Calafuria eterea
Non ha mai capito nulla.
Nella maniera più assoluta.
In giovane età, malgrado le robuste iniezioni di latino e greco somministrate dai padri scolopi, non è mai riuscito a distinguere un ariosto da un perfetto.
Anche il suo aspetto è lombrosianamente consapevole dei limiti che lo caratterizzano.

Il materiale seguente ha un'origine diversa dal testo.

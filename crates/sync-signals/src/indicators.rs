//! Batch indicators used by the generators.

/// Batch indicator over a price slice.
pub trait Indicator: Send + Sync {
    /// Calculate indicator values for the given data. The first value
    /// corresponds to `data[period() - 1]`; too little data yields an empty vec.
    fn calculate(&self, data: &[f64]) -> Vec<f64>;

    /// Get the minimum data points required.
    fn period(&self) -> usize;

    /// Get the name of the indicator.
    fn name(&self) -> &str;

    /// Latest value, if enough data is available.
    fn latest(&self, data: &[f64]) -> Option<f64> {
        self.calculate(data).last().copied()
    }
}

/// Exponential Moving Average (EMA), seeded with the SMA of the first window.
#[derive(Debug, Clone)]
pub struct Ema {
    period: usize,
    multiplier: f64,
}

impl Ema {
    /// Create a new EMA. A zero period is treated as 1.
    pub fn new(period: usize) -> Self {
        let period = period.max(1);
        let multiplier = 2.0 / (period as f64 + 1.0);
        Self { period, multiplier }
    }
}

impl Indicator for Ema {
    fn calculate(&self, data: &[f64]) -> Vec<f64> {
        if data.len() < self.period {
            return vec![];
        }

        let mut result = Vec::with_capacity(data.len() - self.period + 1);

        let mut ema: f64 = data[..self.period].iter().sum::<f64>() / self.period as f64;
        result.push(ema);

        let one_minus_mult = 1.0 - self.multiplier;
        for &price in &data[self.period..] {
            ema = price * self.multiplier + ema * one_minus_mult;
            result.push(ema);
        }

        result
    }

    fn period(&self) -> usize {
        self.period
    }

    fn name(&self) -> &str {
        "EMA"
    }
}

/// Relative Strength Index (RSI) with Wilder's smoothing.
#[derive(Debug, Clone)]
pub struct Rsi {
    period: usize,
}

impl Rsi {
    /// Create a new RSI. A zero period is treated as 1.
    pub fn new(period: usize) -> Self {
        Self {
            period: period.max(1),
        }
    }

    fn wilder_smooth(values: &[f64], period: usize) -> Vec<f64> {
        if values.len() < period {
            return vec![];
        }

        let period_f64 = period as f64;
        let mut avg: f64 = values[..period].iter().sum::<f64>() / period_f64;
        let mut result = Vec::with_capacity(values.len() - period + 1);
        result.push(avg);

        for &value in &values[period..] {
            avg = (avg * (period_f64 - 1.0) + value) / period_f64;
            result.push(avg);
        }

        result
    }
}

impl Indicator for Rsi {
    fn calculate(&self, data: &[f64]) -> Vec<f64> {
        if data.len() <= self.period {
            return vec![];
        }

        let (gains, losses): (Vec<f64>, Vec<f64>) = data
            .windows(2)
            .map(|w| {
                let change = w[1] - w[0];
                (change.max(0.0), (-change).max(0.0))
            })
            .unzip();

        let avg_gains = Self::wilder_smooth(&gains, self.period);
        let avg_losses = Self::wilder_smooth(&losses, self.period);

        avg_gains
            .iter()
            .zip(avg_losses.iter())
            .map(|(&gain, &loss)| {
                if loss == 0.0 {
                    100.0
                } else {
                    100.0 - (100.0 / (1.0 + gain / loss))
                }
            })
            .collect()
    }

    fn period(&self) -> usize {
        self.period + 1
    }

    fn name(&self) -> &str {
        "RSI"
    }
}

#[cfg(test)]
mod tests {
    use super::*;

    #[test]
    fn test_ema_constant_series() {
        let ema = Ema::new(3);
        let values = ema.calculate(&[5.0; 6]);
        assert_eq!(values.len(), 4);
        assert!(values.iter().all(|v| (v - 5.0).abs() < 1e-12));
    }

    #[test]
    fn test_ema_tracks_trend() {
        let data: Vec<f64> = (1..=20).map(f64::from).collect();
        let fast = Ema::new(3).latest(&data).unwrap();
        let slow = Ema::new(10).latest(&data).unwrap();
        assert!(fast > slow);
    }

    #[test]
    fn test_rsi_extremes() {
        let rising: Vec<f64> = (1..=20).map(f64::from).collect();
        assert_eq!(Rsi::new(14).latest(&rising), Some(100.0));

        let falling: Vec<f64> = (1..=20).rev().map(f64::from).collect();
        assert_eq!(Rsi::new(14).latest(&falling), Some(0.0));
    }

    #[test]
    fn test_insufficient_data() {
        assert!(Rsi::new(14).calculate(&[1.0; 14]).is_empty());
        assert!(Ema::new(5).calculate(&[1.0; 4]).is_empty());
    }
}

Ha sempre avuto uscite improbabili.
Alla maturità, dopo un esame nel quale aveva dato prova della sua preparazione inserendo Robespierre fra i sanculotti e Rommel nel settimo cavalleggeri, uscì pronunciando una frase importante: Mi sento etereo, piscerei dalla finestra.
E tanto fece.
Sotto lo sguardo sbigottito dei padri che amorevolmente avevano curato la sua formazione.
Aveva una fidanzatina.
Le era molto affezionato.
Ne parlava come di una cosa bella, fragile, commovente.

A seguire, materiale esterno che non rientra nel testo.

//! Exchange adapters and symbol cache.
//!
//! Adapters:
//! - [`BinanceExchange`]: public REST API
//! - [`CsvExchange`]: a single series loaded from a CSV file
//! - [`SimulatedExchange`]: deterministic synthetic data with scriptable failures

mod binance;
mod csv_exchange;
mod registry;
mod simulated;
mod symbols;

pub use binance::{BinanceExchange, BINANCE_BASE_URL};
pub use csv_exchange::CsvExchange;
pub use registry::ExchangeRegistry;
pub use simulated::SimulatedExchange;
pub use symbols::{BootstrapPolicy, SymbolCache, DEFAULT_SYMBOL, POPULAR_SYMBOLS};

use sync_core::error::ExchangeError;
use tokio_util::sync::CancellationToken;

/// Await `fut` unless `cancel` fires first.
pub(crate) async fn cancellable<T>(
    cancel: &CancellationToken,
    fut: impl std::future::Future<Output = Result<T, ExchangeError>>,
) -> Result<T, ExchangeError> {
    tokio::select! {
        biased;
        _ = cancel.cancelled() => Err(ExchangeError::Cancelled),
        result = fut => result,
    }
}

Con lei, non pareva nemmeno la bestia inconsapevole che indubbiamente era.
Oggi, l’ho incontrato.
Dopo vent’anni.
Più o meno.
Le solite parole imbarazzate.
Come stai? Cosa fai? Di chi hai notizie?
Mi è venuto da chiedergli della sua antica fidanzata.
Mi ha risposto: Chi, Calafuria?
Calafuria?
Si, Calafuria: io non lo sapevo – mi dice – ma quella maiala, mentre stava con me, prendeva più schizzi di uno scoglio a Calafuria.
Non è cambiato.
Decisamente.
Non sono riusciti a cambiarlo e forse non è stata esattamente una fortuna.